Either abort and get post-op ERCP or proceed with CBDE.
Small stones 2-3mm can be forcefully flushed with saline after glucagon administration.
Transcystic approach = less invasive.
Fluoroscopic guidance = less kit than choledochoscopy.
Stone basket (eg zero-tip ureteric stone retrieval basket is quite nice)  into CBD under guidance.
- prefer vs balloon as with balloon trawl can drag stones up hepatic duct, making retrieval difficult.
Cystic duct may need dilation with ureteric bougies if using a choledochoscope, even up to 7-8mm.
- when using scope, stones generally retrieved via an attached basket.
Completion cholangiogram.
Secure cystic duct with a PDS endoloop + clips.
Success rate similar to ERCP 70-90%.
Complication rate 0-10%, e.g. cystic stump leaks, bile duct injury or pancreatitis.
Retained stones in 2-4%

Difficulty?
Commonly occurs if stones are large (>8mm), or cystic duct small or tortuous.
Then can go for CBD exploration.

Technique of laparoscopic CBD exploration?
I'd go for an ERCP first and then only do this if no access or failure.
--> open exploration is now an uncommon procedure.
Avoid if duct <5mm; small.
Stay sutures at 3 and 9 o'clock.
Traction on CBD.
Ductotomy 10-20mm with scissors along vertical axis or anterior surface.
Flush with large catheter; often clears duct if small mobile stones.
Then pass a balloon catheter, stone basket or choledochoscope through the ductotomy.
Fluoroscopic guidance.
Ensure complete clearance of the duct.
Can cut the back off the T-tube like a half-pipe.
Close over a T-tube, generally 10-14 Fr, cut to appropriate length, using interrupted sutures of suitable length.
Completion cholangiogram.
Success rates 80-90%, complication 5-15% as above.
- small risk of bile duct stricture.
Remove T-tube d10 post op, T-tube cholangiogram ensures no further CBD access needed.
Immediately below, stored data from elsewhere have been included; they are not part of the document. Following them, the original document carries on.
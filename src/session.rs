use crate::client::ApiClient;
use crate::error::{ClientError, Result};
use crate::record::{Session, User};
use log::{info, warn};

/// Rejections from the auth endpoints become `AuthenticationFailed` with the
/// server's message kept verbatim.
fn auth_error(err: ClientError) -> ClientError {
    match err {
        ClientError::RequestFailed { message, .. } => ClientError::AuthenticationFailed(message),
        other => other,
    }
}

fn require(value: &str, field: &str) -> Result<()> {
    if value.trim().is_empty() {
        return Err(ClientError::Validation(format!("{field} is required")));
    }
    Ok(())
}

/// Owns the authentication lifecycle of one client instance.
pub struct SessionManager {
    client: ApiClient,
    session: Option<Session>,
}

impl SessionManager {
    pub fn new(client: ApiClient) -> Self {
        Self {
            client,
            session: None,
        }
    }

    pub fn client(&self) -> &ApiClient {
        &self.client
    }

    pub fn session(&self) -> Option<&Session> {
        self.session.as_ref()
    }

    pub fn current_user(&self) -> Option<&User> {
        self.session.as_ref().map(|s| &s.user)
    }

    pub fn is_authenticated(&self) -> bool {
        self.session.is_some()
    }

    pub fn is_admin(&self) -> bool {
        self.current_user().is_some_and(|user| user.is_admin)
    }

    /// Rebuilds the session from persisted credentials without contacting the
    /// backend. A token without a user record (or the reverse) is discarded.
    pub fn restore_session(&mut self) -> Result<Option<&Session>> {
        let store = self.client.store();
        let token = store.token()?;
        let user = store.user()?;
        self.session = match (token, user) {
            (Some(token), Some(user)) => {
                info!("Restored session for {}", user.username);
                Some(Session { token, user })
            }
            (None, None) => None,
            _ => {
                warn!("Discarding half-persisted session");
                store.clear()?;
                None
            }
        };
        Ok(self.session.as_ref())
    }

    pub async fn login(&mut self, username: &str, password: &str) -> Result<&Session> {
        require(username, "Username")?;
        require(password, "Password")?;

        let response = self
            .client
            .login(username, password)
            .await
            .map_err(auth_error)?;
        let token = response
            .access_token
            .filter(|token| !token.is_empty())
            .ok_or_else(|| {
                ClientError::AuthenticationFailed(
                    "Login response did not include an access token".to_string(),
                )
            })?;
        let user = response.user.ok_or_else(|| {
            ClientError::MalformedResponse("login response did not include a user".to_string())
        })?;

        let session = Session { token, user };
        self.client.store().save_session(&session)?;
        info!("Logged in as {}", session.user.username);
        Ok(&*self.session.insert(session))
    }

    /// Creates an account. The caller still has to [`login`](Self::login).
    pub async fn register(
        &self,
        username: &str,
        email: &str,
        password: &str,
        admin_secret: Option<&str>,
    ) -> Result<()> {
        require(username, "Username")?;
        require(email, "Email")?;
        require(password, "Password")?;
        let admin_secret = admin_secret.filter(|secret| !secret.is_empty());

        self.client
            .register(username, email, password, admin_secret)
            .await
            .map_err(auth_error)?;
        info!("Registered account {}", username);
        Ok(())
    }

    /// Re-reads the profile so role changes reach the cached user record.
    pub async fn refresh_profile(&mut self) -> Result<&User> {
        if self.session.is_none() {
            return Err(ClientError::Validation("Not logged in".to_string()));
        }
        let user = self.client.get_profile().await?;
        self.update_user(user)
    }

    /// Replaces the cached profile of the active session.
    pub fn update_user(&mut self, user: User) -> Result<&User> {
        let session = self
            .session
            .as_mut()
            .ok_or_else(|| ClientError::Validation("Not logged in".to_string()))?;
        self.client.store().set_user(&user)?;
        session.user = user;
        Ok(&session.user)
    }

    /// Clears persisted credentials. Safe to call without a session.
    pub fn logout(&mut self) -> Result<()> {
        self.client.store().clear()?;
        if let Some(session) = self.session.take() {
            info!("Logged out {}", session.user.username);
        }
        Ok(())
    }

    /// Forces a logout when `err` shows the stored token was rejected.
    pub fn expire_if_unauthorized(&mut self, err: &ClientError) -> Result<bool> {
        if !err.is_unauthorized() {
            return Ok(false);
        }
        warn!("Session rejected by the server; logging out");
        self.logout()?;
        Ok(true)
    }
}

#[cfg(test)]
mod tests {
    use super::*;
    use crate::config::ClientConfig;
    use crate::fake::FakeTransport;
    use crate::store::{CredentialStore, FileCredentialStore, MemoryCredentialStore, TOKEN_KEY};
    use serde_json::json;
    use std::sync::Arc;
    use tempfile::tempdir;

    fn manager(fake: &Arc<FakeTransport>, store: Arc<dyn CredentialStore>) -> SessionManager {
        SessionManager::new(ApiClient::with_transport(
            ClientConfig::new("http://api.test"),
            fake.clone(),
            store,
        ))
    }

    fn alice_login() -> serde_json::Value {
        json!({
            "access_token": "tok123",
            "token_type": "bearer",
            "user": {"id": 1, "username": "alice", "is_admin": false}
        })
    }

    #[tokio::test]
    async fn test_login_survives_restart() {
        let dir = tempdir().unwrap();
        let path = dir.path().join("credentials.json");
        let fake = Arc::new(FakeTransport::new());
        fake.push_json(200, alice_login());

        let mut first = manager(&fake, Arc::new(FileCredentialStore::new(&path)));
        first.login("alice", "secret").await.unwrap();
        assert!(first.is_authenticated());

        let mut restarted = manager(&fake, Arc::new(FileCredentialStore::new(&path)));
        let session = restarted.restore_session().unwrap().cloned().unwrap();
        assert_eq!(session.token, "tok123");
        assert_eq!(session.user.username, "alice");
        // restore does not touch the network
        assert_eq!(fake.request_count(), 1);
    }

    #[tokio::test]
    async fn test_logout_then_restore_has_no_session() {
        let fake = Arc::new(FakeTransport::new());
        fake.push_json(200, alice_login());
        let store = Arc::new(MemoryCredentialStore::new());

        let mut sessions = manager(&fake, store.clone());
        sessions.login("alice", "secret").await.unwrap();
        sessions.logout().unwrap();
        sessions.logout().unwrap();

        let mut restarted = manager(&fake, store);
        assert!(restarted.restore_session().unwrap().is_none());
        assert!(!restarted.is_authenticated());
    }

    #[tokio::test]
    async fn test_rejected_login_surfaces_server_detail() {
        let fake = Arc::new(FakeTransport::new());
        fake.push_json(401, json!({"detail": "Invalid credentials"}));
        let store = Arc::new(MemoryCredentialStore::new());
        let mut sessions = manager(&fake, store.clone());

        match sessions.login("alice", "wrong").await {
            Err(ClientError::AuthenticationFailed(message)) => {
                assert_eq!(message, "Invalid credentials")
            }
            other => panic!("unexpected result: {other:?}"),
        }
        assert_eq!(store.token().unwrap(), None);
    }

    #[tokio::test]
    async fn test_login_without_token_is_rejected() {
        let fake = Arc::new(FakeTransport::new());
        fake.push_json(200, json!({"message": "ok"}));
        let mut sessions = manager(&fake, Arc::new(MemoryCredentialStore::new()));

        let err = sessions.login("alice", "secret").await.unwrap_err();
        assert!(matches!(err, ClientError::AuthenticationFailed(_)));
        assert!(!sessions.is_authenticated());
    }

    #[tokio::test]
    async fn test_blank_credentials_skip_network() {
        let fake = Arc::new(FakeTransport::new());
        let mut sessions = manager(&fake, Arc::new(MemoryCredentialStore::new()));

        let err = sessions.login("", "secret").await.unwrap_err();
        assert!(matches!(err, ClientError::Validation(_)));
        assert_eq!(fake.request_count(), 0);
    }

    #[tokio::test]
    async fn test_register_does_not_start_session() {
        let fake = Arc::new(FakeTransport::new());
        fake.push_json(201, alice_login());
        let store = Arc::new(MemoryCredentialStore::new());
        let sessions = manager(&fake, store.clone());

        sessions
            .register("alice", "alice@example.org", "secret", None)
            .await
            .unwrap();
        assert!(!sessions.is_authenticated());
        assert_eq!(store.token().unwrap(), None);
        assert!(!fake.requests()[0].headers.contains_key("x-admin-secret"));
    }

    #[tokio::test]
    async fn test_register_conflict_is_authentication_failure() {
        let fake = Arc::new(FakeTransport::new());
        fake.push_json(400, json!({"detail": "Username already registered"}));
        let sessions = manager(&fake, Arc::new(MemoryCredentialStore::new()));

        let err = sessions
            .register("alice", "alice@example.org", "secret", Some(""))
            .await
            .unwrap_err();
        assert_eq!(err.to_string(), "Username already registered");
    }

    #[test]
    fn test_half_persisted_session_is_cleared() {
        let fake = Arc::new(FakeTransport::new());
        let store = Arc::new(MemoryCredentialStore::new());
        store.set(TOKEN_KEY, "orphan").unwrap();

        let mut sessions = manager(&fake, store.clone());
        assert!(sessions.restore_session().unwrap().is_none());
        assert_eq!(store.token().unwrap(), None);
    }

    #[tokio::test]
    async fn test_unauthorized_error_forces_logout() {
        let fake = Arc::new(FakeTransport::new());
        fake.push_json(200, alice_login());
        fake.push_json(401, json!({"detail": "Token expired"}));
        let store = Arc::new(MemoryCredentialStore::new());
        let mut sessions = manager(&fake, store.clone());
        sessions.login("alice", "secret").await.unwrap();

        let err = sessions.client().get_species().await.unwrap_err();
        assert!(sessions.expire_if_unauthorized(&err).unwrap());
        assert!(!sessions.is_authenticated());
        assert_eq!(store.token().unwrap(), None);
    }

    #[tokio::test]
    async fn test_refresh_profile_updates_admin_flag() {
        let fake = Arc::new(FakeTransport::new());
        fake.push_json(200, alice_login());
        fake.push_json(
            200,
            json!({"user": {"id": 1, "username": "alice", "is_admin": true}}),
        );
        let store = Arc::new(MemoryCredentialStore::new());
        let mut sessions = manager(&fake, store.clone());
        sessions.login("alice", "secret").await.unwrap();
        assert!(!sessions.is_admin());

        sessions.refresh_profile().await.unwrap();
        assert!(sessions.is_admin());
        assert!(store.user().unwrap().unwrap().is_admin);
    }
}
Technique of open exploration?
RUQ incision, wide Kocher mobilization.
As above, but can palpate stones distally and use stone forceps or balloon catheters to clear duct.
Place one hand on pancreatic head to guide instruments and prevent CBD injury.
Use a choledochoscope to allow direct vision.
Ensure ampulla open with a Fogarty balloon catheter.
Close over a 14Fr T-tube.
Impacted stones are a challenge rarely encountered.